Google+ is subject to a #nymwar discussion about the requirement to use Real Names. Google+ has shut down a large number of accounts, for example for IdentityWoman. The movement for use of pseudonyms have launched My Name Is Me, where the arguments for pseudonyms are presented. Some arguments are:

  • the right not to be stalked or persecuted (whistle blowers, abuse survivors,  people from small communities, sexual minorities)
  • wanting to have multiple persona, choosing nick names presenting yourself, celebrities (Lady Gaga, Bob Dylan, Madonna …)
  • being able to voice personal opinions without being associated with employer (academics, fans, bloggers, journalists, military)

Earlier this year, SXSW discussed Social Network Users’ Bill of Rights, and there was agreement on most of the points proposed. The one point with most discussion (and least agreement) was the right to use pseudonyms.

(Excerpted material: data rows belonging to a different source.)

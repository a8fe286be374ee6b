use crate::tracker::NodeHandle;
use arbor_vdom::{EventHandler, Opaque, PropValue};
use std::rc::Rc;

/// Event delivered to an `on<kind>` handler
pub struct Event {
    pub kind: String,

    /// Node the event originated from
    pub target: Rc<NodeHandle>,

    /// Node whose handler is running
    pub current_target: Rc<NodeHandle>,

    /// Remaining client-provided fields
    pub details: serde_json::Value,
}

#[derive(Clone)]
pub(crate) struct Callback(pub(crate) Rc<dyn Fn(&Event)>);

/// Wrap a closure as an event handler property
pub fn handler(callback: impl Fn(&Event) + 'static) -> EventHandler {
    EventHandler::new(Opaque::new(Callback(Rc::new(callback))))
}

#[derive(Clone)]
pub(crate) struct RefCallback(pub(crate) Rc<dyn Fn(Option<NodeHandle>)>);

/// `ref` property value
///
/// The callback receives a handle when its element first appears in the
/// output and `None` once the element is gone.
pub fn ref_callback(callback: impl Fn(Option<NodeHandle>) + 'static) -> PropValue {
    PropValue::Ref(Opaque::new(RefCallback(Rc::new(callback))))
}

Kim Cameron commented on his blog that imposing pseudonyms on all social sites breaks the laws of identity.

In Norway we have a debate about how public online discussion forums may avoid hateful and cesspit discussion. There is a need for participants to be held accountable for their opinions, but in my opinion not necessarily to expose legal identities. The federations in higher education are currently handling both Real Names, nicknames and pseudonymous/anonymous access

  1. Real Names are present in the identity management system, because the universities need these names to issue formal credentials (PhDs, MS etc) and bind the formal credentials to formal legally registered names.
  2. Nicknames are present in the attribute definitions, but we are still in the process of sorting out what are the most practical ways of sharing this information. There is ongoing debate about consent and necessity for attribute sharing, and displayName is an attribute we need to think more about. Feide decided to require both legal name (Real Name = norEduLegalName) and preferred name (nick = displayName)
  3. Federations provide anonymous traceable access, based on technology for per service unique identifiers .

We need to find a balance online, as we have for other aspects of public space where we do not need to post information about identities for each person, but in many cases require that identity is traceable. Minimal exposure of information is good, but defining minimal is difficult.

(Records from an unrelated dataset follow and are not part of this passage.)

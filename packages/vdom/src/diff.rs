//! Tree diff with move detection
//!
//! Each level is diffed on flattened sequences. Matched nodes come from the
//! correspondence maps (elements) and from content equality (text). The nodes
//! forming a longest increasing run of old indices stay where they are; every
//! other matched node is moved exactly once.
//!
//! While walking the new sequence the live client sequence is modelled as two
//! regions: a settled prefix of length `index`, followed by the old nodes from
//! `cursor` onward that have not yet been pulled forward. Every emitted action
//! is expressed against that live sequence.

use crate::flatten::{flatten_children_pair, flatten_pair, FlatPair};
use crate::node::{clean_props, Props, VNode};
use crate::patch::Action;
use std::collections::{HashMap, VecDeque};
use std::rc::Rc;
use tracing::{debug, instrument, trace};

/// Patch actions turning `old` into `new`
#[instrument(skip_all)]
pub fn diff(old: &VNode, new: &VNode) -> Vec<Action> {
    let mut actions = Vec::new();
    if old.same_ref(new) {
        return actions;
    }

    let mut pair = flatten_pair(Some(old), new);
    pair.match_text();
    diff_sequence(&pair, &[], &mut actions);

    debug!(actions = actions.len(), "diff complete");
    actions
}

/// Marks the new indices whose old indices form a longest increasing run
fn stable_set(mapping: &[Option<usize>]) -> Vec<bool> {
    let mut tails: Vec<usize> = Vec::new();
    let mut tail_old: Vec<usize> = Vec::new();
    let mut previous = vec![None; mapping.len()];

    for (new_index, old_index) in mapping.iter().enumerate() {
        let Some(old_index) = *old_index else { continue };
        let at = tail_old.partition_point(|&tail| tail < old_index);
        if at > 0 {
            previous[new_index] = Some(tails[at - 1]);
        }
        if at == tails.len() {
            tails.push(new_index);
            tail_old.push(old_index);
        } else {
            tails[at] = new_index;
            tail_old[at] = old_index;
        }
    }

    let mut stable = vec![false; mapping.len()];
    let mut next = tails.last().copied();
    while let Some(new_index) = next {
        stable[new_index] = true;
        next = previous[new_index];
    }
    stable
}

struct Sequence<'a> {
    pair: &'a FlatPair,
    path: &'a [usize],
    matched: Vec<bool>,
    pulled: Vec<bool>,

    /// Matched old nodes left behind in the settled prefix, by live position
    waiting: HashMap<usize, usize>,
    inserts: VecDeque<usize>,
    index: usize,
    cursor: usize,
}

impl<'a> Sequence<'a> {
    fn new(pair: &'a FlatPair, path: &'a [usize]) -> Self {
        let mut matched = vec![false; pair.old.len()];
        for old_index in pair.mapping.iter().flatten() {
            matched[*old_index] = true;
        }
        Self {
            pair,
            path,
            matched,
            pulled: vec![false; pair.old.len()],
            waiting: HashMap::new(),
            inserts: VecDeque::new(),
            index: 0,
            cursor: 0,
        }
    }

    fn slot(&self, index: usize) -> Vec<usize> {
        let mut path = Vec::with_capacity(self.path.len() + 1);
        path.extend_from_slice(self.path);
        path.push(index);
        path
    }

    fn skip_pulled(&mut self) {
        while self.cursor < self.pulled.len() && self.pulled[self.cursor] {
            self.cursor += 1;
        }
    }

    /// Whether the head of the unsettled region is an old node nobody claims
    fn head_is_unmatched(&mut self) -> bool {
        self.skip_pulled();
        self.cursor < self.matched.len() && !self.matched[self.cursor]
    }

    /// Drop the unmatched old node at the head, reusing its slot for a queued
    /// insert when there is one
    fn consume_head(&mut self, out: &mut Vec<Action>) {
        self.cursor += 1;
        match self.inserts.pop_front() {
            Some(new_index) => {
                out.push(Action::Replace {
                    path: self.slot(self.index),
                    node: self.pair.new.nodes[new_index].clone(),
                });
                self.index += 1;
            }
            None => out.push(Action::Remove {
                path: self.slot(self.index),
            }),
        }
    }

    fn flush_inserts(&mut self, out: &mut Vec<Action>) {
        while !self.inserts.is_empty() {
            if self.head_is_unmatched() {
                self.consume_head(out);
                continue;
            }
            if let Some(new_index) = self.inserts.pop_front() {
                out.push(Action::Insert {
                    path: self.slot(self.index),
                    node: self.pair.new.nodes[new_index].clone(),
                });
                self.index += 1;
            }
        }
    }

    /// Move the cursor up to a stable old node, parking matched nodes and
    /// consuming unmatched ones on the way
    fn advance_to(&mut self, target: usize, out: &mut Vec<Action>) {
        while self.cursor < target {
            if self.pulled[self.cursor] {
                self.cursor += 1;
            } else if self.matched[self.cursor] {
                self.waiting.insert(self.cursor, self.index);
                self.index += 1;
                self.cursor += 1;
            } else {
                self.consume_head(out);
            }
        }
    }

    fn moved(&self, from: usize, to: usize) -> Action {
        Action::Move {
            path: self.path.to_vec(),
            from,
            to,
        }
    }

    /// Settle a matched node, returning its live position
    fn place(&mut self, new_index: usize, old_index: usize, stable: bool, out: &mut Vec<Action>) -> usize {
        if let Some(from) = self.waiting.remove(&old_index) {
            self.flush_inserts(out);
            let to = self.index - 1;
            if from != to {
                out.push(self.moved(from, to));
            }
            for position in self.waiting.values_mut() {
                if *position > from {
                    *position -= 1;
                }
            }
            trace!(new_index, from, to, "claimed waiting node");
            return to;
        }

        if stable {
            self.advance_to(old_index, out);
            self.flush_inserts(out);
            self.cursor = old_index + 1;
        } else {
            self.flush_inserts(out);
            let ahead = (self.cursor..old_index)
                .filter(|&index| !self.pulled[index])
                .count();
            if ahead == 0 {
                self.cursor = old_index + 1;
            } else {
                out.push(self.moved(self.index + ahead, self.index));
                self.pulled[old_index] = true;
                trace!(new_index, from = self.index + ahead, "pulled node forward");
            }
        }

        self.index += 1;
        self.index - 1
    }

    fn finish(&mut self, out: &mut Vec<Action>) {
        while self.cursor < self.matched.len() {
            if self.pulled[self.cursor] {
                self.cursor += 1;
            } else {
                debug_assert!(!self.matched[self.cursor], "matched node left unsettled");
                self.consume_head(out);
            }
        }
        debug_assert!(self.waiting.is_empty(), "waiting node never claimed");
        self.flush_inserts(out);
    }
}

fn diff_sequence(pair: &FlatPair, path: &[usize], out: &mut Vec<Action>) {
    let stable = stable_set(&pair.mapping);
    let mut sequence = Sequence::new(pair, path);

    for (new_index, old_index) in pair.mapping.iter().enumerate() {
        let Some(old_index) = *old_index else {
            sequence.inserts.push_back(new_index);
            continue;
        };

        let position = sequence.place(new_index, old_index, stable[new_index], out);
        patch_node(
            &pair.old.nodes[old_index],
            &pair.new.nodes[new_index],
            sequence.slot(position),
            out,
        );
    }

    sequence.finish(out);
}

fn patch_node(old: &VNode, new: &VNode, path: Vec<usize>, out: &mut Vec<Action>) {
    match (old, new) {
        (VNode::Element(old_element), VNode::Element(new_element)) => {
            if Rc::ptr_eq(old_element, new_element) {
                return;
            }
            if old_element.tag != new_element.tag {
                out.push(Action::Replace {
                    path,
                    node: new.clone(),
                });
                return;
            }

            diff_props(&old_element.props, &new_element.props, &path, out);

            let mut pair = flatten_children_pair(old_element, new_element);
            pair.match_text();
            diff_sequence(&pair, &path, out);
        }
        (VNode::Text(old_text), VNode::Text(new_text)) if old_text == new_text => {}
        _ => out.push(Action::Replace {
            path,
            node: new.clone(),
        }),
    }
}

fn diff_props(old: &Props, new: &Props, path: &[usize], out: &mut Vec<Action>) {
    let old = clean_props(old);
    let new = clean_props(new);

    for key in old.keys().filter(|key| !new.contains_key(*key)) {
        out.push(Action::Unset {
            path: path.to_vec(),
            key: key.to_string(),
        });
    }

    for (key, value) in &new {
        if old.get(key) != Some(value) {
            out.push(Action::Set {
                path: path.to_vec(),
                key: key.to_string(),
                value: value.clone(),
            });
        }
    }
}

David Bantz posted an interesting email Please, somebody talk me down! on the Shibboleth users list, pointing to four issues that crop up over and over again with SSO in higher education:

  • Even if a vendor claim to support SAML, they are unable to consume attributes. And the provisioning of attributes include both sensitive, restricted and open information.
  • Proprietary extensions are used for too many of our solutions
  • Credential relays, operated by non-trusted third party (or SP). Preferably combined with non-maintenance of SP software?
  • Why not just use AD? Believing that using AD will automagically  integrate all services.
The scary summary is that we as a community are not providing enough direction when it comes to SSO solutions.
For some of these issues (why AD does not solve all problems, credential relays) we need to explain the issues in a language that may be understood, or even better, put into calls for tender. For other issues there are unsolved technical problems, like the integration of web-SSO and non-web-SSO.  The concept of real-time attributes, so beloved of higher education federation, is poorly understood by most vendors. Then again, they are not used to operating in a world where user account lifetime is planned per semester.
I am hoping that REFEDS may be a place to work on some of the issues pointed out, but the bulk of the work will have to be done by each individual university as they call for tender and discuss with their application suppliers and partners.